Data excerpts:
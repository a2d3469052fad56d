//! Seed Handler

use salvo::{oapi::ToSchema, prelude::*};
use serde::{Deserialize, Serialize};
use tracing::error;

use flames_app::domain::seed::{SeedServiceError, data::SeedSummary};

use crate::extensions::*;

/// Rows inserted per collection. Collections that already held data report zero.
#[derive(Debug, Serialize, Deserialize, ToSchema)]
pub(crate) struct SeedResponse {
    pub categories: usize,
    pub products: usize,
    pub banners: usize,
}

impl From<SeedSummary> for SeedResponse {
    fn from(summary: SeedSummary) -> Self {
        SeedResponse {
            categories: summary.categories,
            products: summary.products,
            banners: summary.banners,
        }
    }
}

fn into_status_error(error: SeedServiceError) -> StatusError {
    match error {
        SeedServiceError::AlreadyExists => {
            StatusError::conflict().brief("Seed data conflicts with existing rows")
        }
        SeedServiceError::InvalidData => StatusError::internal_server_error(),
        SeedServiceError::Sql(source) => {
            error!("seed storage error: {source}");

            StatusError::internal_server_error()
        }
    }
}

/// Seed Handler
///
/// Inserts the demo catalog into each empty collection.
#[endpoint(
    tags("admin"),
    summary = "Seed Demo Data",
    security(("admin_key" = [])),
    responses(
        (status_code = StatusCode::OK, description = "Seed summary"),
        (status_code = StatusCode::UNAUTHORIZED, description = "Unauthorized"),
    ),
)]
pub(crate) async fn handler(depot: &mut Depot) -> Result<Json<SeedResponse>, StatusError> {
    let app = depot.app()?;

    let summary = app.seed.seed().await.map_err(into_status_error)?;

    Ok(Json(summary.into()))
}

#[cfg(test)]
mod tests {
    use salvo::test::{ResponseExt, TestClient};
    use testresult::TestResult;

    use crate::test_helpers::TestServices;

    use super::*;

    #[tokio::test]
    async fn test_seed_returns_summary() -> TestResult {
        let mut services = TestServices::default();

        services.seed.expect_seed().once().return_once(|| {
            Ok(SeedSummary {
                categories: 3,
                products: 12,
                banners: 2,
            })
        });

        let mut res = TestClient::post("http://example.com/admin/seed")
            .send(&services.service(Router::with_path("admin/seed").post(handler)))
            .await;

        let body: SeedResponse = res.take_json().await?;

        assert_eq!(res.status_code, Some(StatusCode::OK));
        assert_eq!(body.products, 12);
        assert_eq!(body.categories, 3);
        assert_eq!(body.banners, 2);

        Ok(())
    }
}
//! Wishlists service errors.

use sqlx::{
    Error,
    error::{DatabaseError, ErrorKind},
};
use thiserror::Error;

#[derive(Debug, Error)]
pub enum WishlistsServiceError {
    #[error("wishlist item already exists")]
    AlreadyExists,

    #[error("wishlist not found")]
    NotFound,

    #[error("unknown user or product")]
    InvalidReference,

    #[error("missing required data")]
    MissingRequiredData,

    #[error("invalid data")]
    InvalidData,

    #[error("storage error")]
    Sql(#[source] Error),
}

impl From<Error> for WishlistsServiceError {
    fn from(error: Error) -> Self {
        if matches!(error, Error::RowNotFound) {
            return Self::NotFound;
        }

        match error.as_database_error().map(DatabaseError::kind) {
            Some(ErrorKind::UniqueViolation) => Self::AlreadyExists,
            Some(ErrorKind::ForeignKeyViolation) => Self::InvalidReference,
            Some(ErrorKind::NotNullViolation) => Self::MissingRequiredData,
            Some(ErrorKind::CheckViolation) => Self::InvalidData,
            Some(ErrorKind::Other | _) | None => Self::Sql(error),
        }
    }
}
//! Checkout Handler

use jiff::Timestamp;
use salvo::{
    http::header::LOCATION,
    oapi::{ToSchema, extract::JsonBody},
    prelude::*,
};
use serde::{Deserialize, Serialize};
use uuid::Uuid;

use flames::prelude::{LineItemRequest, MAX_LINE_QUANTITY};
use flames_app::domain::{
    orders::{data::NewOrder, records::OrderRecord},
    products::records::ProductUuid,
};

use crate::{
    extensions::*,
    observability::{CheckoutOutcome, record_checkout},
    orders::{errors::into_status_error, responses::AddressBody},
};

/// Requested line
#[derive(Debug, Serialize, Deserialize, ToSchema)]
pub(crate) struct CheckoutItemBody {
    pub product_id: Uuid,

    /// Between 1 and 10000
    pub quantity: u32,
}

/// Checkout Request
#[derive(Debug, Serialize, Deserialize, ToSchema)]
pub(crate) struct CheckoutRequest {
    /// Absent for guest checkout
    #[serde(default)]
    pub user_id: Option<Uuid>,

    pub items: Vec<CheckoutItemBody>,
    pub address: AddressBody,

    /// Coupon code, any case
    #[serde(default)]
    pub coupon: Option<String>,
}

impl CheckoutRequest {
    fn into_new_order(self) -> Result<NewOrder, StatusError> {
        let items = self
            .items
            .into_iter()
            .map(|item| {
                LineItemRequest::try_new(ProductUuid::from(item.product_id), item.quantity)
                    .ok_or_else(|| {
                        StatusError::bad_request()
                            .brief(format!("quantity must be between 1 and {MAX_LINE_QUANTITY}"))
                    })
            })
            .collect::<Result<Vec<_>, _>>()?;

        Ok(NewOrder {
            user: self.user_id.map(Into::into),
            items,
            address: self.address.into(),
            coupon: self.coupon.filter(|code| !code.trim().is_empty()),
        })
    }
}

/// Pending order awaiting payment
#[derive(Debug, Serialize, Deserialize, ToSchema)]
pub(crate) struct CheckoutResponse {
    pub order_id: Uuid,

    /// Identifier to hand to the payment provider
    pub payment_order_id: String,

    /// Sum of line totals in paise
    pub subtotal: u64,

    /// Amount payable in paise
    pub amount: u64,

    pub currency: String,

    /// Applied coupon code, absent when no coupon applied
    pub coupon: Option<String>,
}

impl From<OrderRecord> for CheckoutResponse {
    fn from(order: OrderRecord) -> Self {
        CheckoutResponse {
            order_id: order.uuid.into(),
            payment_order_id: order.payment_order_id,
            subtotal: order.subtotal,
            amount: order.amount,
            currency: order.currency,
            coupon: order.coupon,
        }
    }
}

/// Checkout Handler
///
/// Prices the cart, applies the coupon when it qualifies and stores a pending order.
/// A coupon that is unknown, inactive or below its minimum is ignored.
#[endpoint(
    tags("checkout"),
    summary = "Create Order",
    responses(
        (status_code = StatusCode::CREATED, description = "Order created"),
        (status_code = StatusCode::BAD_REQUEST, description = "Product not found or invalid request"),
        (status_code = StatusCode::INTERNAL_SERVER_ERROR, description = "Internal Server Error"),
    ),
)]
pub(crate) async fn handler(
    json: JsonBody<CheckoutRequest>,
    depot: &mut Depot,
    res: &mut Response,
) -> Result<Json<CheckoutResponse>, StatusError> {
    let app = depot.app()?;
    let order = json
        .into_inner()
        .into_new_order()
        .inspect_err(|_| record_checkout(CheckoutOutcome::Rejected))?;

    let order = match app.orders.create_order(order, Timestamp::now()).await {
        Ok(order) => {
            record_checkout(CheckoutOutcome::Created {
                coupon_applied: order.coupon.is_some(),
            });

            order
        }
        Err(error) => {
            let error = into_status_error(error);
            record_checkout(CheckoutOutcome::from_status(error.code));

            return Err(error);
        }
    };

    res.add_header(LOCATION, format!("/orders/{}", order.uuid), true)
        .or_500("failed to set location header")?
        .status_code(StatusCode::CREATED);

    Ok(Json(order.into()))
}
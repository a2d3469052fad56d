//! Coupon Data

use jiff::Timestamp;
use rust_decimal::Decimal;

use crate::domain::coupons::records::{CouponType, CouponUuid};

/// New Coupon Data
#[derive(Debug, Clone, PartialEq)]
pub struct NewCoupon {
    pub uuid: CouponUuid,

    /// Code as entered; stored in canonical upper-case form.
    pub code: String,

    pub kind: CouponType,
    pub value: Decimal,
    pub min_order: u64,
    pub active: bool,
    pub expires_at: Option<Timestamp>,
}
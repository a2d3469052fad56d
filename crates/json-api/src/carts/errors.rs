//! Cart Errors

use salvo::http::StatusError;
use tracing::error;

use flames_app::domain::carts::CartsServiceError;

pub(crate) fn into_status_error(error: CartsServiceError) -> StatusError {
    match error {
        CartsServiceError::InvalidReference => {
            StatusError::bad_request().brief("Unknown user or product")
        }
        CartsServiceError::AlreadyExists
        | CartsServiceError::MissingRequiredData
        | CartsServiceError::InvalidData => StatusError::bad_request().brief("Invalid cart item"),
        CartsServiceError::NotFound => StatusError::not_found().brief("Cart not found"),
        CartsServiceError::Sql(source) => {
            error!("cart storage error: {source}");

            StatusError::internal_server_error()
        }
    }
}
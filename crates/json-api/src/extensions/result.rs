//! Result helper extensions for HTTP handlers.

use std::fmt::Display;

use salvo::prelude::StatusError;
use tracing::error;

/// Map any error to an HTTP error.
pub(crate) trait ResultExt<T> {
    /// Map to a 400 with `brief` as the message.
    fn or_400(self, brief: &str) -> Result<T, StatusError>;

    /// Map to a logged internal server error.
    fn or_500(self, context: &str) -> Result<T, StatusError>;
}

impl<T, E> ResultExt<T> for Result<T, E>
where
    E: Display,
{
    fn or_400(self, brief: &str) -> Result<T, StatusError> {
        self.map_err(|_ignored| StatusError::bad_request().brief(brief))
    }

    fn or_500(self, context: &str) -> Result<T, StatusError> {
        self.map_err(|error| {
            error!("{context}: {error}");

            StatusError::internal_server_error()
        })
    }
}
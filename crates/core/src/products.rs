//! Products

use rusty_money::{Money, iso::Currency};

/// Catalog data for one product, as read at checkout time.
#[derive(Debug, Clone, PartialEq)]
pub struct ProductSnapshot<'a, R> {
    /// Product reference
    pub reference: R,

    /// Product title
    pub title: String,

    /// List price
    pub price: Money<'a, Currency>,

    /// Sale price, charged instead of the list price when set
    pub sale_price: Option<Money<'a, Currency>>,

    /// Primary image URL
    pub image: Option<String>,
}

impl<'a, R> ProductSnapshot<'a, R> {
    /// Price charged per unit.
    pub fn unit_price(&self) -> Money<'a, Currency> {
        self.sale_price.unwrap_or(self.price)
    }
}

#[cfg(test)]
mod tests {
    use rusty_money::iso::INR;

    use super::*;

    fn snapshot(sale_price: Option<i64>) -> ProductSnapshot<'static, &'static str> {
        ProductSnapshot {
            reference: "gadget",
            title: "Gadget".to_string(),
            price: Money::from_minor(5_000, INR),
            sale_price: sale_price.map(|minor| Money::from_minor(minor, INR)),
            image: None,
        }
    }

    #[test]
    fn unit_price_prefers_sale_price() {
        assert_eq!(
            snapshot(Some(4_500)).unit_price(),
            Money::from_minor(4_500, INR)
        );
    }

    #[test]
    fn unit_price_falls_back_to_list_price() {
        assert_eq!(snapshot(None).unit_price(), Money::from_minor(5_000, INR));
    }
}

YOUR OBJECTIVE: The answer must be a single number: how many lines of the data include the string "CouponType".

WRITTEN RESPONSE: 2